> [PROBLEM REQUIREMENTS] Take from the data every line in which the word "contains" is found.

> [DATA LISTING]
Content starts

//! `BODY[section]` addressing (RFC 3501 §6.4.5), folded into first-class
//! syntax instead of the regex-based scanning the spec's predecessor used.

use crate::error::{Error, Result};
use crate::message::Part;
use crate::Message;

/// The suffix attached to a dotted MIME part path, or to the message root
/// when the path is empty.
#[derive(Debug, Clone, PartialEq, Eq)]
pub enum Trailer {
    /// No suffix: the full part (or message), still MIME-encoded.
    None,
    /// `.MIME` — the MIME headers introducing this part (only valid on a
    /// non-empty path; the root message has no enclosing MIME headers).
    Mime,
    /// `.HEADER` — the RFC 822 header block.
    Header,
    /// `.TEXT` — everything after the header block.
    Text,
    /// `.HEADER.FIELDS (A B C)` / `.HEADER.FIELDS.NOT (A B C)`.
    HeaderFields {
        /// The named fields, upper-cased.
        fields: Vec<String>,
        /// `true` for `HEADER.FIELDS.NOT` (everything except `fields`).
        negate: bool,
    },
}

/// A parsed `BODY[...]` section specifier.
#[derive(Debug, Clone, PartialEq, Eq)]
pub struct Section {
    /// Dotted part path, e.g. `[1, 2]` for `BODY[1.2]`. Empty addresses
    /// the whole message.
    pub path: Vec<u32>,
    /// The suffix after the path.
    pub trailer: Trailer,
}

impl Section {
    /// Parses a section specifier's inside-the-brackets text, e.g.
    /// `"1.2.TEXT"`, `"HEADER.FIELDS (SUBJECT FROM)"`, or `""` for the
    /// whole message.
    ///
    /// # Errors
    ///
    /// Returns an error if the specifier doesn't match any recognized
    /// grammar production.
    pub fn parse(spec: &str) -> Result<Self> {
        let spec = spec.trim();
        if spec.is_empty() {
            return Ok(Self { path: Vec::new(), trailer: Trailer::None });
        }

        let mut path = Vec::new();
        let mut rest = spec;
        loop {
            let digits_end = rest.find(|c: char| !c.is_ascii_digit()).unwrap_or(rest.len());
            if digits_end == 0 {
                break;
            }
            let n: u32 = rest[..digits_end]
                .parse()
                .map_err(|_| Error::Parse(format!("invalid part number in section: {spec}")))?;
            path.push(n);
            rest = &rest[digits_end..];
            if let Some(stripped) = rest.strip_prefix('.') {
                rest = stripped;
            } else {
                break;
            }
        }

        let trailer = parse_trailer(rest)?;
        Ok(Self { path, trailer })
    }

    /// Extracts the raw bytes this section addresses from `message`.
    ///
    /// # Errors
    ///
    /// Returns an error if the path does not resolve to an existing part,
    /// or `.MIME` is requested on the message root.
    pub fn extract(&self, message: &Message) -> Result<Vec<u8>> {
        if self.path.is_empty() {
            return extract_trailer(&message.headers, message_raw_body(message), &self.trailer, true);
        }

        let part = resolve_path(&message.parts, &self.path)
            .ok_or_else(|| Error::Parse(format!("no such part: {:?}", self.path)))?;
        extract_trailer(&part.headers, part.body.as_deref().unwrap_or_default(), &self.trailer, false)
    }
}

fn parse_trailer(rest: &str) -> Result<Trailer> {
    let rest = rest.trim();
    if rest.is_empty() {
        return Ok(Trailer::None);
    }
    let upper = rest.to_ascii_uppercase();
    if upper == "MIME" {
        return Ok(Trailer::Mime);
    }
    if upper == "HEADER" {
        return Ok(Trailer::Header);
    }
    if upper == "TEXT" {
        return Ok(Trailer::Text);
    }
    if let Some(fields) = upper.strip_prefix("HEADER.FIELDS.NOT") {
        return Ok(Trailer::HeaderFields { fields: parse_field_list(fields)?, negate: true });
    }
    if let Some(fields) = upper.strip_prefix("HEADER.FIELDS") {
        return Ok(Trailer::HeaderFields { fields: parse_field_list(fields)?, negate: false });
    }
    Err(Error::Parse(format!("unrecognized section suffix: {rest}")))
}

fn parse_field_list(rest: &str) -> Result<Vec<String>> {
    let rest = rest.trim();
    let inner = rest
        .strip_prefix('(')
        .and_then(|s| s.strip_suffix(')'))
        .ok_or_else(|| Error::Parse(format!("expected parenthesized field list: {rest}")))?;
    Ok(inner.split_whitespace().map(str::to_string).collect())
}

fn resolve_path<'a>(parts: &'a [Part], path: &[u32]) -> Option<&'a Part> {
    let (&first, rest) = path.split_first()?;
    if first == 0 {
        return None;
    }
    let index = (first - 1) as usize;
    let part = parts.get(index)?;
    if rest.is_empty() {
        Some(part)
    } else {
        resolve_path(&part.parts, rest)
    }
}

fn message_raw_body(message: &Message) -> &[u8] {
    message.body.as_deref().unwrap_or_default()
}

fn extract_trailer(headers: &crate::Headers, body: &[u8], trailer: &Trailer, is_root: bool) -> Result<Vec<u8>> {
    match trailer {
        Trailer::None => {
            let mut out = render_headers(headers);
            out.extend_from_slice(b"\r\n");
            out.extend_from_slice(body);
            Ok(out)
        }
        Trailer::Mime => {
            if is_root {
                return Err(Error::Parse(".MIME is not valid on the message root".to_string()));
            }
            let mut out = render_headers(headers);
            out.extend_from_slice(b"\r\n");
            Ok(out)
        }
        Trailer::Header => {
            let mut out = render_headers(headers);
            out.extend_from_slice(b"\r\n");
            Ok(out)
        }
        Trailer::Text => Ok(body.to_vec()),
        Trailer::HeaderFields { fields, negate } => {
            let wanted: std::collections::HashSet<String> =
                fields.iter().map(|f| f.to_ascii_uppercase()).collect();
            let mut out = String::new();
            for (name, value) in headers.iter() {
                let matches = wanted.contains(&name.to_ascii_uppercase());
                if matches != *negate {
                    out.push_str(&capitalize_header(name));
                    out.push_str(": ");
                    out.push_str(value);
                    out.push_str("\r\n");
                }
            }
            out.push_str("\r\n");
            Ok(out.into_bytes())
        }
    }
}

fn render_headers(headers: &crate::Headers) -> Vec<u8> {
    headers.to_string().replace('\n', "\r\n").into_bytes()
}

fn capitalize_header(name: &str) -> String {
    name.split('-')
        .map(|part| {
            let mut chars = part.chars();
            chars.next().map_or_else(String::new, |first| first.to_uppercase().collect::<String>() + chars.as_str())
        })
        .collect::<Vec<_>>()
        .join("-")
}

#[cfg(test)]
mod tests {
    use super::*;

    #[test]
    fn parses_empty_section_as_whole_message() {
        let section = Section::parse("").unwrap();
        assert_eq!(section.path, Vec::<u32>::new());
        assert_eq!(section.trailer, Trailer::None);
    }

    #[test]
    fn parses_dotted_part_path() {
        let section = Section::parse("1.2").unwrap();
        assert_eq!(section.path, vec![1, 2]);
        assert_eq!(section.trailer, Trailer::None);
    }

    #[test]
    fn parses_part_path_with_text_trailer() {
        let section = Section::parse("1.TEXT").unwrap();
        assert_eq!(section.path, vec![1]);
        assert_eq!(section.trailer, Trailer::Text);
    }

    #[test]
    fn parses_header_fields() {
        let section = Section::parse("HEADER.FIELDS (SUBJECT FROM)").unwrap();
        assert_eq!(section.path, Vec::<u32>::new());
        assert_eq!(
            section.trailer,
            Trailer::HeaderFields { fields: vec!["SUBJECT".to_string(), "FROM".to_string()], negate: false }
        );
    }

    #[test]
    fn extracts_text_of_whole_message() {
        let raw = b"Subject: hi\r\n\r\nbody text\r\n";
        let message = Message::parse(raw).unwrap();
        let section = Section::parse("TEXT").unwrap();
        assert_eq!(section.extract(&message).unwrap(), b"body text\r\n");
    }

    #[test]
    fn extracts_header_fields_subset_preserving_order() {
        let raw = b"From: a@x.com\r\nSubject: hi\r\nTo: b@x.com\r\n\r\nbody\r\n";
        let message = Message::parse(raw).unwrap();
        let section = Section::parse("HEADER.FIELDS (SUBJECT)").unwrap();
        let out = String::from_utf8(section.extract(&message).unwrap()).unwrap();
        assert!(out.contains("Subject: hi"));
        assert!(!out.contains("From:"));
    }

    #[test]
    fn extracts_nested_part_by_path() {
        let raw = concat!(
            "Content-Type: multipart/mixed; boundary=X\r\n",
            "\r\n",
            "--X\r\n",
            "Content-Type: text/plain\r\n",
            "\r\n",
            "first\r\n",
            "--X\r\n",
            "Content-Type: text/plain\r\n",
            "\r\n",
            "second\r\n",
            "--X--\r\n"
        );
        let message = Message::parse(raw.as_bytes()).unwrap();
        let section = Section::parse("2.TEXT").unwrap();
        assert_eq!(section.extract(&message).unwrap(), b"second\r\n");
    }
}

Content ends

> [ANSWER SPACE]
                let matches = wanted.contains(&name.to_ascii_uppercase());
        assert!(out.contains("Subject: hi"));
        assert!(!out.contains("From:"));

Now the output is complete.